**Exercise**
Write out the stretch of lines below that begins at the line with "a 2d plane." and ends at the line with "path.into_os_string()", including both, exactly as given and nothing more.

[Saved entries]
╔══
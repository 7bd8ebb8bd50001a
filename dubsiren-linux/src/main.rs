mod audio;
mod fs;
mod input;

use clap::Parser;
use color_eyre::{eyre::eyre, Result};
use dubsiren_core::{Coordinate, Library, SampleSearch, ScanConfig, VoicePool, SAMPLE_RATE};
use std::{io::BufRead, path::PathBuf, sync::mpsc};
use tracing_subscriber::EnvFilter;

use audio::{Cmd, Loader};
use fs::LinuxFileHandler;

/// Trigger samples from a folder of wavs, laid out by timbre on a 2d plane.
#[derive(Parser)]
#[command(version)]
struct Args {
    /// directory holding the sample library
    root: PathBuf,
    /// where the coordinate map is kept [default: <ROOT>/cloud.data]
    #[arg(long)]
    map: Option<PathBuf>,
    /// analyze every sample even if the stored map still matches
    #[arg(long)]
    rescan: bool,
    /// only look at wavs directly under ROOT
    #[arg(long)]
    no_recursive: bool,
    /// substring of the midi input to listen on; first port if omitted
    #[arg(long)]
    midi_port: Option<String>,
    /// print the library as json and exit
    #[arg(long)]
    list: bool,
}

#[derive(serde::Serialize)]
struct Entry<'a> {
    index: usize,
    path: &'a str,
    seconds: f32,
    #[serde(flatten)]
    coordinate: Coordinate,
}

fn path_str(path: PathBuf) -> Result<String> {
    path.into_os_string()
        .into_string()
        .map_err(|path| eyre!("{} is not valid utf-8", path.to_string_lossy()))
}

fn print_library(library: &Library) -> Result<()> {
    let entries: Vec<_> = library
        .iter()
        .enumerate()
        .map(|(index, (identity, coordinate))| Entry {
            index,
            path: &identity.path,
            seconds: identity.num_samples as f32 / SAMPLE_RATE as f32,
            coordinate,
        })
        .collect();
    println!("{}", serde_json::to_string_pretty(&entries)?);
    Ok(())
}

fn main() -> Result<()> {
    color_eyre::install()?;
    tracing_subscriber::fmt()
        .with_env_filter(
            EnvFilter::try_from_default_env().unwrap_or_else(|_| EnvFilter::new("info")),
        )
        .with_writer(std::io::stderr)
        .init();

    let args = Args::parse();
    let map = args.map.unwrap_or_else(|| args.root.join("cloud.data"));
    let config = ScanConfig {
        root: path_str(args.root)?,
        map_path: path_str(map)?,
        recursive: !args.no_recursive,
        force_rescan: args.rescan,
    };

    let mut fs = LinuxFileHandler {};
    let (library, report) = dubsiren_core::scan(&config, &mut fs)?;
    tracing::info!(
        samples = library.len(),
        found = report.found,
        analyzed = report.analyzed,
        map_reused = report.map_reused,
        "library ready"
    );
    if args.list {
        print_library(&library)?;
        return Ok(());
    }

    let search = SampleSearch::from_coordinates(library.coordinates());
    let (pool, mixer) = VoicePool::new(library);
    let (cmd_tx, cmd_rx) = mpsc::channel();
    let loader = Loader::new(pool, search, fs, cmd_rx).spawn();

    let _stream = audio::start_output(mixer)?;
    let _midi = input::connect(args.midi_port.as_deref(), cmd_tx.clone())?;

    for line in std::io::stdin().lock().lines() {
        match input::parse_line(&line?) {
            Some(Cmd::Quit) => break,
            Some(cmd) => cmd_tx.send(cmd)?,
            None => tracing::warn!("expected `<index>[!]`, `<x> <y>`, `s` or `q`"),
        }
    }
    cmd_tx.send(Cmd::Quit)?;
    loader
        .join()
        .map_err(|_| eyre!("loader thread panicked"))?
        .shutdown();
    Ok(())
}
╚══
**Answer to the problem**
/// Trigger samples from a folder of wavs, laid out by timbre on a 2d plane.
#[derive(Parser)]
#[command(version)]
struct Args {
    /// directory holding the sample library
    root: PathBuf,
    /// where the coordinate map is kept [default: <ROOT>/cloud.data]
    #[arg(long)]
    map: Option<PathBuf>,
    /// analyze every sample even if the stored map still matches
    #[arg(long)]
    rescan: bool,
    /// only look at wavs directly under ROOT
    #[arg(long)]
    no_recursive: bool,
    /// substring of the midi input to listen on; first port if omitted
    #[arg(long)]
    midi_port: Option<String>,
    /// print the library as json and exit
    #[arg(long)]
    list: bool,
}

#[derive(serde::Serialize)]
struct Entry<'a> {
    index: usize,
    path: &'a str,
    seconds: f32,
    #[serde(flatten)]
    coordinate: Coordinate,
}

fn path_str(path: PathBuf) -> Result<String> {
    path.into_os_string()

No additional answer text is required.